In his email, Brian Roy said:
As you will be aware, there was a meeting of the Scottish Executive Committee (SEC) on Saturday 16 June where the substantive issue on the agenda was the consideration of a revised power-sharing agreement from the suspended Aberdeen Labour Group.
As a member in the North East, I wanted to take this opportunity to set out to you, the facts of the matter.
The nine Councillors of the Labour Group were initially suspended in May 2017, having broken Party rules by forming a power-sharing agreement with the Conservative Party and Independents without the prior approval of the SEC.
The Executive considered, and have further rejected, a new power-sharing coalition between Labour, the Conservative and Independent groups. The proposal did not gain the political approval of the SEC, as required in their guidance of May 2017 and in Party rules (Clause X, Chapter 13 and Appendix 6).
In rejecting the proposal, the SEC will now formally recommend that the nine suspended members of the Labour Group are referred to the National Constitutional Committee of the Labour Party.

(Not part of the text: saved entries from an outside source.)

//! # Pricing Policy
//!
//! Turns a cart subtotal into shipping, tax and an order total.
//!
//! ## Rules
//! ```text
//! ┌─────────────────────────────────────────────────────────────────────────┐
//! │  subtotal = Σ unit_price × quantity             (exact, integer cents)  │
//! │                                                                         │
//! │  shipping = subtotal > $100.00 ? $0.00 : $10.00 (strictly greater)      │
//! │                                                                         │
//! │  tax      = subtotal × 8%     carried unrounded, rounded half-up only   │
//! │                               when presented                            │
//! │                                                                         │
//! │  total    = subtotal + shipping + tax           (rounded once)          │
//! └─────────────────────────────────────────────────────────────────────────┘
//! ```
//!
//! An empty cart is not special-cased: it still shows $10.00 shipping.
//!
//! ## Example
//! ```rust
//! use storefront_core::money::Money;
//! use storefront_core::pricing::PricingPolicy;
//!
//! let totals = PricingPolicy::standard().totals_for_subtotal(Money::from_cents(4998));
//! assert_eq!(totals.shipping.cents(), 1000);
//! assert_eq!(totals.tax.cents(), 400);   // 3.9984 → 4.00
//! assert_eq!(totals.total.cents(), 6398);
//! ```

use serde::{Deserialize, Serialize};
use ts_rs::TS;

use crate::money::{Money, BPS_SCALE};
use crate::types::{CartLineItem, TaxRate};

/// Orders above this subtotal ship free ($100.00).
pub const FREE_SHIPPING_THRESHOLD_CENTS: i64 = 10_000;

/// Flat shipping charge below the threshold ($10.00).
pub const FLAT_SHIPPING_CENTS: i64 = 1_000;

/// Flat sales tax (8%).
pub const SALES_TAX_BPS: u32 = 800;

// =============================================================================
// Order Totals
// =============================================================================

/// The four figures shown in the order summary.
///
/// All values are rounded to whole cents; `total` is computed from the
/// unrounded tax and rounded once.
#[derive(Debug, Clone, Copy, PartialEq, Eq, Serialize, Deserialize, TS)]
#[serde(rename_all = "camelCase")]
#[ts(export)]
pub struct OrderTotals {
    pub subtotal: Money,
    pub shipping: Money,
    pub tax: Money,
    pub total: Money,
}

impl OrderTotals {
    /// Whether the order ships free.
    #[inline]
    pub fn qualifies_for_free_shipping(&self) -> bool {
        self.shipping.is_zero()
    }
}

// =============================================================================
// Pricing Policy
// =============================================================================

/// Shipping threshold, flat shipping fee and tax rate.
///
/// [`PricingPolicy::standard`] is the storefront's literal policy; other
/// values come from configuration.
#[derive(Debug, Clone, Copy, PartialEq, Eq, Serialize, Deserialize)]
pub struct PricingPolicy {
    pub free_shipping_threshold: Money,
    pub flat_shipping: Money,
    pub tax_rate: TaxRate,
}

impl PricingPolicy {
    /// $10.00 shipping up to and including $100.00, 8% tax.
    pub const fn standard() -> Self {
        PricingPolicy {
            free_shipping_threshold: Money::from_cents(FREE_SHIPPING_THRESHOLD_CENTS),
            flat_shipping: Money::from_cents(FLAT_SHIPPING_CENTS),
            tax_rate: TaxRate::from_bps(SALES_TAX_BPS),
        }
    }

    /// Shipping charged for a subtotal.
    ///
    /// The comparison is strict: exactly the threshold still pays shipping.
    pub fn shipping_for(&self, subtotal: Money) -> Money {
        if subtotal > self.free_shipping_threshold {
            Money::zero()
        } else {
            self.flat_shipping
        }
    }

    /// How much more the shopper must add before the "free shipping" banner
    /// disappears, or zero when the subtotal already reaches the threshold.
    pub fn amount_to_free_shipping(&self, subtotal: Money) -> Money {
        self.free_shipping_threshold.saturating_sub(subtotal)
    }

    /// Computes totals from an already-summed subtotal.
    pub fn totals_for_subtotal(&self, subtotal: Money) -> OrderTotals {
        let shipping = self.shipping_for(subtotal);
        let tax_scaled = subtotal.tax_scaled(self.tax_rate);

        let total_scaled =
            (subtotal.cents() as i128 + shipping.cents() as i128) * BPS_SCALE + tax_scaled;

        OrderTotals {
            subtotal,
            shipping,
            tax: Money::round_half_up_scaled(tax_scaled),
            total: Money::round_half_up_scaled(total_scaled),
        }
    }

    /// Computes totals for a set of line items.
    pub fn compute_totals(&self, items: &[CartLineItem]) -> OrderTotals {
        self.totals_for_subtotal(subtotal(items))
    }
}

impl Default for PricingPolicy {
    fn default() -> Self {
        PricingPolicy::standard()
    }
}

/// Σ unit price × quantity.
pub fn subtotal(items: &[CartLineItem]) -> Money {
    items.iter().map(CartLineItem::line_total).sum()
}

/// Computes totals under the standard policy.
pub fn compute_totals(items: &[CartLineItem]) -> OrderTotals {
    PricingPolicy::standard().compute_totals(items)
}

// =============================================================================
// Unit Tests
// =============================================================================

#[cfg(test)]
mod tests {
    use super::*;
    use crate::types::Product;

    fn product(id: &str, price_cents: i64) -> Product {
        Product {
            id: id.to_string(),
            name: format!("Product {}", id),
            price_cents,
            original_price_cents: None,
            image: String::new(),
            rating: 4.0,
            reviews: 10,
            category: "tshirts".to_string(),
            colors: vec!["#000000".to_string()],
            sizes: vec!["S".to_string()],
            is_new: false,
            is_sale: false,
        }
    }

    fn totals_at(cents: i64) -> OrderTotals {
        PricingPolicy::standard().totals_for_subtotal(Money::from_cents(cents))
    }

    #[test]
    fn test_empty_cart_still_pays_shipping() {
        let totals = compute_totals(&[]);
        assert_eq!(totals.subtotal.cents(), 0);
        assert_eq!(totals.shipping.cents(), 1000);
        assert_eq!(totals.tax.cents(), 0);
        assert_eq!(totals.total.cents(), 1000);
        assert!(!totals.qualifies_for_free_shipping());
    }

    #[test]
    fn test_shipping_boundary_is_strict() {
        assert_eq!(totals_at(10_000).shipping.cents(), 1000);
        assert_eq!(totals_at(10_001).shipping.cents(), 0);
        assert!(totals_at(10_001).qualifies_for_free_shipping());
    }

    #[test]
    fn test_two_tees() {
        let items = vec![CartLineItem::from_product(&product("p1", 2499), 2, "S", "#000000")];
        let totals = compute_totals(&items);

        assert_eq!(totals.subtotal.cents(), 4998);
        assert_eq!(totals.shipping.cents(), 1000);
        assert_eq!(totals.tax.cents(), 400);
        assert_eq!(totals.total.cents(), 6398);
    }

    #[test]
    fn test_total_uses_unrounded_tax() {
        // $1.06 × 8% = 8.48 cents
        let totals = totals_at(106);
        assert_eq!(totals.tax.cents(), 8);
        assert_eq!(totals.total.cents(), 106 + 1000 + 8);

        // $100.01 × 8% = 800.08 cents → total 10001 + 800.08 = 10801.08
        let totals = totals_at(10_001);
        assert_eq!(totals.tax.cents(), 800);
        assert_eq!(totals.total.cents(), 10_801);
    }

    #[test]
    fn test_subtotal_is_exact() {
        // 0.1 + 0.2 in float is not 0.3; in cents it is
        let items = vec![
            CartLineItem::from_product(&product("a", 10), 1, "S", "#000000"),
            CartLineItem::from_product(&product("b", 20), 1, "S", "#000000"),
        ];
        assert_eq!(subtotal(&items).cents(), 30);
    }

    #[test]
    fn test_total_monotonic_within_shipping_band() {
        let mut previous = totals_at(0).total;
        for cents in (0..=10_000).step_by(37) {
            let total = totals_at(cents).total;
            assert!(total >= previous, "total fell at subtotal {}", cents);
            previous = total;
        }

        let mut previous = totals_at(10_001).total;
        for cents in (10_001..=30_000).step_by(41) {
            let total = totals_at(cents).total;
            assert!(total >= previous, "total fell at subtotal {}", cents);
            previous = total;
        }
    }

    #[test]
    fn test_merchandise_cost_monotonic_across_threshold() {
        // subtotal + tax never decreases; only the shipping step can
        let cost = |cents: i64| {
            let t = totals_at(cents);
            t.total.cents() - t.shipping.cents()
        };
        assert!(cost(10_001) >= cost(10_000));
        assert!(cost(10_500) >= cost(9_500));
    }

    #[test]
    fn test_amount_to_free_shipping() {
        let policy = PricingPolicy::standard();
        assert_eq!(policy.amount_to_free_shipping(Money::from_cents(4998)).cents(), 5002);
        assert!(policy.amount_to_free_shipping(Money::from_cents(10_000)).is_zero());
        assert!(policy.amount_to_free_shipping(Money::from_cents(15_000)).is_zero());
    }

    #[test]
    fn test_custom_policy() {
        let policy = PricingPolicy {
            free_shipping_threshold: Money::from_cents(5_000),
            flat_shipping: Money::from_cents(500),
            tax_rate: TaxRate::from_bps(0),
        };
        let totals = policy.totals_for_subtotal(Money::from_cents(5_001));
        assert!(totals.shipping.is_zero());
        assert!(totals.tax.is_zero());
        assert_eq!(totals.total.cents(), 5_001);
    }
}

That body will make a final determination on their memberships and potential exclusion from the Party.
As has been the case since the original suspension, the Councillors could still stand down from the administration, as required by Party rules, and the matter resolved in that way.
This is not a situation that any of us wanted, but you will also appreciate that our Party has democratic structures and rules, which we all must adhere to, and it is a matter of great regret that the Councillors chose to break those rules by entering into a coalition that had been rejected by the SEC.
I appreciate that this will not be a decision that everyone will agree with, but it is a decision that the SEC have been forced to make by the actions of the group.